TASK GOAL>
Each line from the beginning of the data below through the line containing "pub use history::HistoryManager;" should be repeated exactly, please.

Stored data entries:
--

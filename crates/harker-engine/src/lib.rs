//! harker-engine: session and narrative progression engine
//!
//! This crate owns per-conversation state: the persisted message
//! history, the act/beat progression machine, the bounded narrator
//! wrapper around the completion client, and the turn pipeline that
//! ties them together.

pub mod engine;
pub mod history;
pub mod narrator;
pub mod progression;
pub mod store;

pub use engine::StoryEngine;
pub use history::HistoryManager;
pub use narrator::{Completion, Narrator, NarratorConfig, FALLBACK_LINE};
pub use progression::ProgressionState;
pub use store::SessionStore;
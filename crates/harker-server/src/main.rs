//! harker - webhook relay for a multi-act interactive story bot

mod config;
mod gateway;
mod prompt;
mod telegram;

use std::net::SocketAddr;
use std::sync::Arc;

use harker_engine::{Narrator, NarratorConfig, SessionStore, StoryEngine};
use harker_llm::ChatClient;
use tracing::info;
use tracing_subscriber::EnvFilter;

use crate::telegram::{ReplyTransport, TelegramApi};

#[tokio::main]
async fn main() -> anyhow::Result<()> {
    tracing_subscriber::fmt()
        .with_env_filter(
            EnvFilter::try_from_default_env()
                .unwrap_or_else(|_| EnvFilter::new("harker=info,harker_engine=info")),
        )
        .init();

    let config = config::Config::from_env()?;

    let store = Arc::new(
        SessionStore::connect(config.redis_url.as_deref(), config.session_ttl).await,
    );
    if !store.is_durable() {
        info!("running without a durable backend; sessions end with the process");
    }

    let mut client = ChatClient::new(&config.openai_api_key);
    if let Some(base_url) = &config.openai_base_url {
        client = client.with_base_url(base_url);
    }
    let narrator = Narrator::new(Arc::new(client), NarratorConfig::default());
    let engine = Arc::new(StoryEngine::new(store, narrator, &config.system_prompt));

    let transport: Arc<dyn ReplyTransport> = Arc::new(TelegramApi::new(&config.telegram_token)?);
    let state = gateway::AppState {
        engine,
        transport,
        secret: Arc::new(config.webhook_secret),
    };

    let addr = SocketAddr::from(([0, 0, 0, 0], config.port));
    let listener = tokio::net::TcpListener::bind(addr).await?;
    info!("listening on {addr}");
    axum::serve(listener, gateway::router(state)).await?;
    Ok(())
}
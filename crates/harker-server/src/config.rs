//! Environment-sourced configuration, loaded once at startup.
//!
//! Missing credentials are startup errors; everything else has a
//! default. Nothing here is re-read after the process starts.

use anyhow::{bail, Context, Result};
use std::time::Duration;

use crate::prompt::SYSTEM_PROMPT;

const DEFAULT_SESSION_TTL_SEC: u64 = 60 * 60 * 24 * 7;
const DEFAULT_PORT: u16 = 8080;
const DEFAULT_WEBHOOK_SECRET: &str = "changeme";

/// Process configuration
#[derive(Debug, Clone)]
pub struct Config {
    /// Telegram bot credential
    pub telegram_token: String,
    /// Completion endpoint credential
    pub openai_api_key: String,
    /// Shared webhook path secret. The default placeholder must be
    /// overridden in any real deployment.
    pub webhook_secret: String,
    /// Durable store connection string; absent means memory-only
    pub redis_url: Option<String>,
    /// TTL applied to every session record write
    pub session_ttl: Duration,
    /// Listen port
    pub port: u16,
    /// Override for OpenAI-compatible proxies
    pub openai_base_url: Option<String>,
    /// Narrative system prompt (built-in unless overridden by file)
    pub system_prompt: String,
}

impl Config {
    /// Load from the process environment
    pub fn from_env() -> Result<Self> {
        Self::from_lookup(|key| std::env::var(key).ok())
    }

    fn from_lookup(lookup: impl Fn(&str) -> Option<String>) -> Result<Self> {
        let telegram_token = require(&lookup, "TELEGRAM_BOT_TOKEN")?;
        let openai_api_key = require(&lookup, "OPENAI_API_KEY")?;

        let webhook_secret =
            lookup("WEBHOOK_SECRET").unwrap_or_else(|| DEFAULT_WEBHOOK_SECRET.to_string());
        if webhook_secret == DEFAULT_WEBHOOK_SECRET {
            tracing::warn!("WEBHOOK_SECRET is the placeholder value; override it in production");
        }

        let session_ttl = match lookup("SESSION_TTL_SEC") {
            Some(raw) => Duration::from_secs(
                raw.parse()
                    .with_context(|| format!("SESSION_TTL_SEC is not a number: {raw:?}"))?,
            ),
            None => Duration::from_secs(DEFAULT_SESSION_TTL_SEC),
        };

        let port = match lookup("PORT") {
            Some(raw) => raw
                .parse()
                .with_context(|| format!("PORT is not a port number: {raw:?}"))?,
            None => DEFAULT_PORT,
        };

        let system_prompt = match lookup("SYSTEM_PROMPT_FILE") {
            Some(path) => std::fs::read_to_string(&path)
                .with_context(|| format!("could not read SYSTEM_PROMPT_FILE {path:?}"))?,
            None => SYSTEM_PROMPT.to_string(),
        };

        Ok(Self {
            telegram_token,
            openai_api_key,
            webhook_secret,
            redis_url: lookup("REDIS_URL"),
            session_ttl,
            port,
            openai_base_url: lookup("OPENAI_BASE_URL"),
            system_prompt,
        })
    }
}

fn require(lookup: &impl Fn(&str) -> Option<String>, key: &str) -> Result<String> {
    match lookup(key) {
        Some(value) if !value.is_empty() => Ok(value),
        _ => bail!("required environment variable {key} is not set"),
    }
}

#[cfg(test)]
mod tests {
    use super::*;
    use std::collections::HashMap;

    fn env<'a>(pairs: &'a [(&'a str, &'a str)]) -> impl Fn(&str) -> Option<String> + 'a {
        let map: HashMap<&str, &str> = pairs.iter().copied().collect();
        move |key| map.get(key).map(|v| v.to_string())
    }

    const REQUIRED: &[(&str, &str)] = &[
        ("TELEGRAM_BOT_TOKEN", "123:abc"),
        ("OPENAI_API_KEY", "sk-test"),
    ];

    #[test]
    fn test_defaults_applied() {
        let config = Config::from_lookup(env(REQUIRED)).unwrap();
        assert_eq!(config.webhook_secret, "changeme");
        assert_eq!(config.session_ttl, Duration::from_secs(604800));
        assert_eq!(config.port, 8080);
        assert!(config.redis_url.is_none());
        assert!(config.system_prompt.contains("Dungeon Master"));
    }

    #[test]
    fn test_missing_bot_token_is_fatal() {
        let err = Config::from_lookup(env(&[("OPENAI_API_KEY", "sk-test")])).unwrap_err();
        assert!(err.to_string().contains("TELEGRAM_BOT_TOKEN"));
    }

    #[test]
    fn test_missing_api_key_is_fatal() {
        let err = Config::from_lookup(env(&[("TELEGRAM_BOT_TOKEN", "123:abc")])).unwrap_err();
        assert!(err.to_string().contains("OPENAI_API_KEY"));
    }

    #[test]
    fn test_empty_credential_counts_as_missing() {
        let err = Config::from_lookup(env(&[
            ("TELEGRAM_BOT_TOKEN", ""),
            ("OPENAI_API_KEY", "sk-test"),
        ]))
        .unwrap_err();
        assert!(err.to_string().contains("TELEGRAM_BOT_TOKEN"));
    }

    #[test]
    fn test_overrides_win() {
        let config = Config::from_lookup(env(&[
            ("TELEGRAM_BOT_TOKEN", "123:abc"),
            ("OPENAI_API_KEY", "sk-test"),
            ("WEBHOOK_SECRET", "hushed"),
            ("SESSION_TTL_SEC", "3600"),
            ("PORT", "9000"),
            ("REDIS_URL", "redis://localhost:6379"),
        ]))
        .unwrap();
        assert_eq!(config.webhook_secret, "hushed");
        assert_eq!(config.session_ttl, Duration::from_secs(3600));
        assert_eq!(config.port, 9000);
        assert_eq!(config.redis_url.as_deref(), Some("redis://localhost:6379"));
    }

    #[test]
    fn test_bad_ttl_is_fatal() {
        let mut pairs = REQUIRED.to_vec();
        pairs.push(("SESSION_TTL_SEC", "soon"));
        assert!(Config::from_lookup(env(&pairs)).is_err());
    }
}
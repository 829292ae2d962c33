//! Built-in narrative system prompt.
//!
//! Prompt content is a configuration input: deployments can swap it
//! via SYSTEM_PROMPT_FILE without touching code. This is the default.

pub const SYSTEM_PROMPT: &str = r#"
You are the Dungeon Master for an interactive gothic horror in the style of Bram Stoker's Dracula, infused with German Expressionist cinema, avant garde experimentation, and gothic literature. The tone should be unpredictable, horrifying, dreamlike, and at times oddly light hearted.

Address the player as "you". Keep each message to 3 to 5 sentences. End with 2 to 4 numbered, concrete actions. Always also offer an unnumbered line that reads: Other: describe your own action. Never stall. Do not ask what the player is thinking.

Canon first:
Follow the novel's sequence unless the player chooses Other or requests a deviation. The default path is canon, deviations are player directed.

Core beats to follow in order unless deviated:
Act I Travel and Arrival
1. England departure preparations
2. Coach and inn in Bistritz with local warnings and charms
3. Night coach on the Borgo Pass and the cloaked driver
4. Arrival at Castle Dracula

Act II Captivity in the Castle
5. Hospitality and rules, shaving glass, the Count's reaction to blood
6. Locked doors and forbidden rooms, three brides, letters under duress
7. Discovery of crates and chapel, failed signals for help
8. First escape attempt

Act III Breaking Free and Consequences
9. Second attempt and fall or flight from the walls
10. Transition toward recovery and the spreading threat

Optional beats and scenes that may occur at random. Use some of these so every play through feels different. Never force all twenty to appear:
A1. A silent bell tower that tolls only when the moon is hidden
A2. A mirror that reflects a future injury
A3. A supper with villagers who will not sit facing the windows
A4. A letter written in two inks that give different meanings when read by candle and by dawn
A5. A chapel rat that speaks in riddles for a price
A6. A locked music box that opens to a map when wound backward
A7. Footprints that circle the protagonist's bed from the outside in
A8. A tooth hidden inside a prayer book that fits a secret lock
A9. A portrait whose eyes turn to follow only when the player is silent
A10. A ferryman who accepts memories as fare
A11. A black dog that leads to safety only once
A12. A midnight librarian who trades answers for minutes of life
A13. A child's toy that points north but only when danger is behind
A14. A dining hall where cutlery rearranges into arrows
A15. A storm lantern that reveals writings invisible to daylight
A16. A well that echoes back different questions than those asked
A17. A frost pattern on windows that marks hidden doors
A18. A dead bat clenched around a ring that opens nothing until warmed
A19. A staircase that adds or removes steps based on courage
A20. A cellar cask whose shadow does not match the shape

Narration rules for forward motion and variety:
1) Each turn must move time or place forward or reveal new information.
2) Never repeat the same fork twice in a row.
3) Vary choice types over time. Do not restate options from the previous turn unless the situation has changed.
4) Commit to consequences. If the player hesitates repeatedly, external events still advance.

Special rules:
1) If the player writes start again or similar wording, reset the story to Act I, Beat 1, and begin anew.
2) The entire story should resolve in about 20 to 30 prompts. Steer narration toward development and an eventual ending.
3) Introduce puzzles and simple logic games in the Castle section. Make the solution space clear but not trivial. Incorrect solutions branch into darker or worse outcomes.
4) The player has a limited currency to purchase resources such as charms, tools, safe passage, or information. Always display currency after any gain or spend. Offer trade offs that force meaningful choices.
5) Dracula's curse slowly infects the player. Track an affliction meter from 0 to 100. Increase it over time, during setbacks, and with risky actions. As the meter rises, apply penalties such as weakness, unreliable perception, and time loss. At thresholds introduce hallucinations and surreal episodes that may mislead or reveal hidden truths. Always show the current affliction value after changes.
6) Some choices are single chance only. If they are not taken when first offered, mark them as lost opportunities and remove them from future menus. Missing them may impose penalties, close routes, or raise the affliction meter.
7) If the player chooses the number 4 or any number higher than the presented options, or types the word Other, do not advance the story beat. Stop and ask the player to describe their action, or propose two or three specific custom actions they could take, then wait for their input. Continue only after they clarify.
8) If the player's input is unclear or cannot be interpreted as a valid choice, ask for clarification before proceeding.

Opening behaviour:
On the first reply in any new chat or after /start do not narrate the story. Greet in a Victorian gothic voice and ask:
Shall we begin a new journey, or continue the old one? Choose: 1) New journey 2) Continue   Other: describe your own action.
If New journey is chosen, begin at Act I Beat 1. If Continue is chosen, request a brief checkpoint and resume at the appropriate beat.

State and feedback formatting:
1) When currency or affliction changes, append a short line like: Currency: X   Affliction: Y out of 100.
2) When a choice becomes a lost opportunity, acknowledge it briefly so the player understands the consequence.
3) During hallucinations or surreal episodes, clearly flag what might be unreliable while still allowing useful inferences.

Output format every turn:
Narration in 3 to 5 sentences. Then a numbered list of 2 to 4 actions that are currently available. Then include: Other: describe your own action.
"#;
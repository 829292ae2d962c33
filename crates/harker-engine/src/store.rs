//! Durable session store: Redis when available, in-process otherwise.
//!
//! The store is the system of record for serialized session records.
//! Every write also lands in an in-process mirror so a lost or absent
//! Redis backend degrades durability, never correctness. A stored
//! value that fails to deserialize is treated as missing.

use parking_lot::Mutex;
use redis::aio::ConnectionManager;
use redis::AsyncCommands;
use serde::de::DeserializeOwned;
use serde::Serialize;
use std::collections::HashMap;
use std::sync::atomic::{AtomicBool, Ordering};
use std::time::Duration;
use tracing::{info, warn};

const DEFAULT_TTL: Duration = Duration::from_secs(60 * 60 * 24 * 7);

/// Key for a conversation's progression state record
pub fn state_key(chat_id: i64) -> String {
    format!("state:{chat_id}")
}

/// Key for a conversation's history record
pub fn history_key(chat_id: i64) -> String {
    format!("hist:{chat_id}")
}

/// Key/value store for session records with TTL'd durable writes
pub struct SessionStore {
    backend: Option<ConnectionManager>,
    mirror: Mutex<HashMap<String, String>>,
    ttl_secs: u64,
    degraded: AtomicBool,
}

impl SessionStore {
    /// Connect to Redis if a URL is configured, otherwise (or on any
    /// connection failure) run memory-only. Never fails: backend
    /// unavailability is a degradation, not an error.
    pub async fn connect(redis_url: Option<&str>, ttl: Duration) -> Self {
        let backend = match redis_url {
            Some(url) => match Self::open_backend(url).await {
                Ok(conn) => {
                    info!("connected to Redis session backend");
                    Some(conn)
                }
                Err(e) => {
                    warn!("could not connect to Redis ({e}); falling back to in-memory state");
                    None
                }
            },
            None => None,
        };

        Self {
            backend,
            mirror: Mutex::new(HashMap::new()),
            ttl_secs: ttl.as_secs().max(1),
            degraded: AtomicBool::new(false),
        }
    }

    /// Memory-only store for tests and store-less deployments
    pub fn in_memory() -> Self {
        Self {
            backend: None,
            mirror: Mutex::new(HashMap::new()),
            ttl_secs: DEFAULT_TTL.as_secs(),
            degraded: AtomicBool::new(false),
        }
    }

    async fn open_backend(url: &str) -> redis::RedisResult<ConnectionManager> {
        let client = redis::Client::open(url)?;
        let mut conn = ConnectionManager::new(client).await?;
        let _: String = redis::cmd("PING").query_async(&mut conn).await?;
        Ok(conn)
    }

    /// Fetch and deserialize a record. Prefers the durable backend;
    /// a miss, backend failure, or unparseable value falls through to
    /// the in-process mirror.
    pub async fn get<T: DeserializeOwned>(&self, key: &str) -> Option<T> {
        if let Some(conn) = &self.backend {
            let mut conn = conn.clone();
            match conn.get::<_, Option<String>>(key).await {
                Ok(Some(raw)) => {
                    if let Ok(value) = serde_json::from_str(&raw) {
                        return Some(value);
                    }
                    warn!("unparseable record at {key}; treating as absent");
                }
                Ok(None) => {}
                Err(e) => self.note_degraded(&e),
            }
        }

        let raw = self.mirror.lock().get(key).cloned()?;
        serde_json::from_str(&raw).ok()
    }

    /// Serialize and persist a record under the configured TTL. The
    /// mirror is always written; backend failures are logged once and
    /// swallowed.
    pub async fn set<T: Serialize>(&self, key: &str, value: &T) {
        let payload = match serde_json::to_string(value) {
            Ok(payload) => payload,
            Err(e) => {
                warn!("failed to serialize record for {key}: {e}");
                return;
            }
        };

        self.mirror.lock().insert(key.to_string(), payload.clone());

        if let Some(conn) = &self.backend {
            let mut conn = conn.clone();
            let written: redis::RedisResult<()> = conn.set_ex(key, payload, self.ttl_secs).await;
            if let Err(e) = written {
                self.note_degraded(&e);
            }
        }
    }

    /// Whether a durable backend is attached
    pub fn is_durable(&self) -> bool {
        self.backend.is_some()
    }

    fn note_degraded(&self, error: &redis::RedisError) {
        if !self.degraded.swap(true, Ordering::Relaxed) {
            warn!("Redis backend unavailable ({error}); continuing on in-memory state");
        }
    }

    #[cfg(test)]
    fn poison(&self, key: &str, raw: &str) {
        self.mirror.lock().insert(key.to_string(), raw.to_string());
    }
}
// SPDX-License-Identifier: AGPL-3.0-or-later
//
// Copyright (C) 2025 Daniel Negri
//
// This program is free software: you can redistribute it and/or modify
// it under the terms of the GNU Affero General Public License as published by
// the Free Software Foundation, either version 3 of the License, or
// (at your option) any later version.
//
// This program is distributed in the hope that it will be useful,
// but WITHOUT ANY WARRANTY; without even the implied warranty of
// MERCHANTABILITY or FITNESS FOR A PARTICULAR PURPOSE. See the
// GNU Affero General Public License for more details.
//
// You should have received a copy of the GNU Affero General Public License
// along with this program. If not, see <https://www.gnu.org/licenses/>.

//! Transaction records.
//!
//! Every committed balance mutation produces exactly one immutable
//! [`TransactionRecord`]. A transfer produces two: a [`Direction::Debit`] on
//! the sender and a [`Direction::Credit`] on the receiver.

use crate::base::{AccountId, TransactionId};
use chrono::{DateTime, Utc};
use rust_decimal::Decimal;
use serde::{Deserialize, Serialize};
use std::fmt;

#[derive(Debug, Clone, Copy, Serialize, Deserialize, PartialEq, Eq, Hash)]
#[serde(rename_all = "UPPERCASE")]
pub enum Direction {
    /// Increases the owning account's balance.
    Credit,
    /// Decreases the owning account's balance.
    Debit,
}

impl fmt::Display for Direction {
    fn fmt(&self, f: &mut fmt::Formatter<'_>) -> fmt::Result {
        match self {
            Self::Credit => f.write_str("CREDIT"),
            Self::Debit => f.write_str("DEBIT"),
        }
    }
}

#[derive(Debug, Clone, Serialize, Deserialize, PartialEq, Eq)]
pub struct TransactionRecord {
    pub id: TransactionId,
    pub account_id: AccountId,
    pub direction: Direction,
    pub amount: Decimal,
    pub remark: String,
    pub balance_before: Decimal,
    pub balance_after: Decimal,
    pub created_at: DateTime<Utc>,
}

impl TransactionRecord {
    /// Builds a record for a mutation of `amount` applied on top of
    /// `balance_before`. The resulting balance is derived, never supplied.
    pub fn new(
        account_id: AccountId,
        direction: Direction,
        amount: Decimal,
        remark: impl Into<String>,
        balance_before: Decimal,
    ) -> Self {
        let balance_after = match direction {
            Direction::Credit => balance_before + amount,
            Direction::Debit => balance_before - amount,
        };
        Self {
            id: TransactionId::new(),
            account_id,
            direction,
            amount,
            remark: remark.into(),
            balance_before,
            balance_after,
            created_at: Utc::now(),
        }
    }

    /// Checks `balance_after = balance_before ± amount` and `amount > 0`.
    ///
    /// The comparison is on the difference, so a balance that absorbed the
    /// amount through rounding is reported as inconsistent.
    pub fn is_consistent(&self) -> bool {
        self.amount > Decimal::ZERO
            && self.balance_after >= Decimal::ZERO
            && self
                .balance_after
                .checked_sub(self.balance_before)
                .is_some_and(|moved| moved == self.delta())
    }

    /// Signed effect on the owning account's balance.
    pub fn delta(&self) -> Decimal {
        match self.direction {
            Direction::Credit => self.amount,
            Direction::Debit => -self.amount,
        }
    }
}
// SPDX-License-Identifier: AGPL-3.0-or-later
//
// Copyright (C) 2025 Daniel Negri
//
// This program is free software: you can redistribute it and/or modify
// it under the terms of the GNU Affero General Public License as published by
// the Free Software Foundation, either version 3 of the License, or
// (at your option) any later version.
//
// This program is distributed in the hope that it will be useful,
// but WITHOUT ANY WARRANTY; without even the implied warranty of
// MERCHANTABILITY or FITNESS FOR A PARTICULAR PURPOSE. See the
// GNU Affero General Public License for more details.
//
// You should have received a copy of the GNU Affero General Public License
// along with this program. If not, see <https://www.gnu.org/licenses/>.

//! Error types for ledger operations and the storage layer beneath them.

use crate::base::{AccountId, TransactionId};
use rust_decimal::Decimal;
use thiserror::Error;

/// Failures reported by a [`Storage`](crate::storage::Storage) implementation.
#[derive(Error, Debug, Clone, PartialEq, Eq)]
pub enum StorageError {
    /// Row lock could not be acquired within the configured timeout
    #[error("timed out waiting for lock on account {0}")]
    LockTimeout(AccountId),

    /// Concurrent writer invalidated the unit of work
    #[error("write conflict: {0}")]
    Conflict(String),

    /// Account row was not named when the unit of work was opened
    #[error("account {0} is outside the unit of work")]
    OutOfScope(AccountId),

    /// Write rejected by a storage-level constraint
    #[error("constraint violated: {0}")]
    Constraint(String),

    /// Account identifier already registered
    #[error("account {0} already exists")]
    DuplicateAccount(AccountId),

    /// Transaction record identifier already appended
    #[error("duplicate transaction record {0}")]
    DuplicateRecord(TransactionId),

    /// Backend unreachable or failed to commit
    #[error("storage unavailable: {0}")]
    Unavailable(String),
}

impl StorageError {
    /// Returns `true` for contention failures that may succeed if the whole
    /// unit of work is replayed.
    pub fn is_transient(&self) -> bool {
        matches!(self, Self::LockTimeout(_) | Self::Conflict(_))
    }
}

/// Coarse classification of a [`LedgerError`], for mapping onto transport
/// status codes.
#[derive(Debug, Clone, Copy, PartialEq, Eq, Hash)]
pub enum ErrorKind {
    NotFound,
    InvalidArgument,
    InsufficientFunds,
    Storage,
}

/// Ledger operation errors.
#[derive(Error, Debug, Clone, PartialEq, Eq)]
pub enum LedgerError {
    /// Account identifier is unknown
    #[error("account {0} not found")]
    NotFound(AccountId),

    /// Amount is not positive, has too many decimal places, or an
    /// identifier is malformed
    #[error("invalid argument: {0}")]
    InvalidArgument(String),

    /// Debit would drive the balance negative
    #[error("insufficient funds in account {account}: available {available}, requested {requested}")]
    InsufficientFunds {
        account: AccountId,
        available: Decimal,
        requested: Decimal,
    },

    /// Underlying store failed; the unit of work was rolled back
    #[error("storage error: {0}")]
    Storage(#[from] StorageError),
}

impl LedgerError {
    pub fn kind(&self) -> ErrorKind {
        match self {
            Self::NotFound(_) => ErrorKind::NotFound,
            Self::InvalidArgument(_) => ErrorKind::InvalidArgument,
            Self::InsufficientFunds { .. } => ErrorKind::InsufficientFunds,
            Self::Storage(_) => ErrorKind::Storage,
        }
    }

    /// Only transient storage failures are retried. Validation outcomes are
    /// terminal.
    pub fn is_retryable(&self) -> bool {
        match self {
            Self::Storage(e) => e.is_transient(),
            _ => false,
        }
    }
}
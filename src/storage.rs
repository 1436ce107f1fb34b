// SPDX-License-Identifier: AGPL-3.0-or-later
//
// Copyright (C) 2025 Daniel Negri
//
// This program is free software: you can redistribute it and/or modify
// it under the terms of the GNU Affero General Public License as published by
// the Free Software Foundation, either version 3 of the License, or
// (at your option) any later version.
//
// This program is distributed in the hope that it will be useful,
// but WITHOUT ANY WARRANTY; without even the implied warranty of
// MERCHANTABILITY or FITNESS FOR A PARTICULAR PURPOSE. See the
// GNU Affero General Public License for more details.
//
// You should have received a copy of the GNU Affero General Public License
// along with this program. If not, see <https://www.gnu.org/licenses/>.

//! Storage contracts consumed by the [`Engine`](crate::Engine).
//!
//! The engine never talks to accounts or the log directly. It opens a
//! [`UnitOfWork`] naming every account row it will touch, reads and writes
//! through it, and commits. Nothing written through a unit is visible to
//! other callers until [`UnitOfWork::commit`] returns `Ok`; dropping the
//! unit without committing discards every staged write.

use crate::account::Account;
use crate::base::AccountId;
use crate::error::StorageError;
use crate::transaction::TransactionRecord;

/// Point lookup and balance write for account rows.
pub trait AccountStore {
    fn find_by_id(&mut self, id: &AccountId) -> Result<Option<Account>, StorageError>;

    fn save(&mut self, account: &Account) -> Result<(), StorageError>;
}

/// Append side of the transaction log.
pub trait TransactionLog {
    fn append(&mut self, record: TransactionRecord) -> Result<(), StorageError>;
}

/// Atomic scope spanning account writes and log appends.
///
/// Implementations hold exclusion over every row named in
/// [`Storage::begin`] until the unit is committed, rolled back, or dropped.
pub trait UnitOfWork: AccountStore + TransactionLog {
    /// Publishes every staged write at once.
    fn commit(self) -> Result<(), StorageError>;

    /// Discards every staged write. Equivalent to dropping the unit.
    fn rollback(self);
}

pub trait Storage: Send + Sync {
    type Unit: UnitOfWork;

    /// Opens a unit of work holding exclusion over `accounts`.
    ///
    /// Implementations must acquire rows in ascending [`AccountId`] order
    /// regardless of the order given, and ignore duplicates. Unknown
    /// accounts are not an error here; they surface as `None` from
    /// [`AccountStore::find_by_id`].
    fn begin(&self, accounts: &[AccountId]) -> Result<Self::Unit, StorageError>;

    /// Isolated read of the committed row.
    fn find_by_id(&self, id: &AccountId) -> Result<Option<Account>, StorageError>;

    /// Committed records for `id`, most recent first, or `None` if the
    /// account does not exist.
    ///
    /// The existence check and the listing must observe the same committed
    /// state, so a record is never listed for an account reported missing.
    fn list_by_account(
        &self,
        id: &AccountId,
    ) -> Result<Option<Vec<TransactionRecord>>, StorageError>;
}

--

SOLUTION FOR THIS TASK>
filename crates/harker-engine/src/lib.rs
//! harker-engine: session and narrative progression engine
//!
//! This crate owns per-conversation state: the persisted message
//! history, the act/beat progression machine, the bounded narrator
//! wrapper around the completion client, and the turn pipeline that
//! ties them together.

pub mod engine;
pub mod history;
pub mod narrator;
pub mod progression;
pub mod store;

pub use engine::StoryEngine;
pub use history::HistoryManager;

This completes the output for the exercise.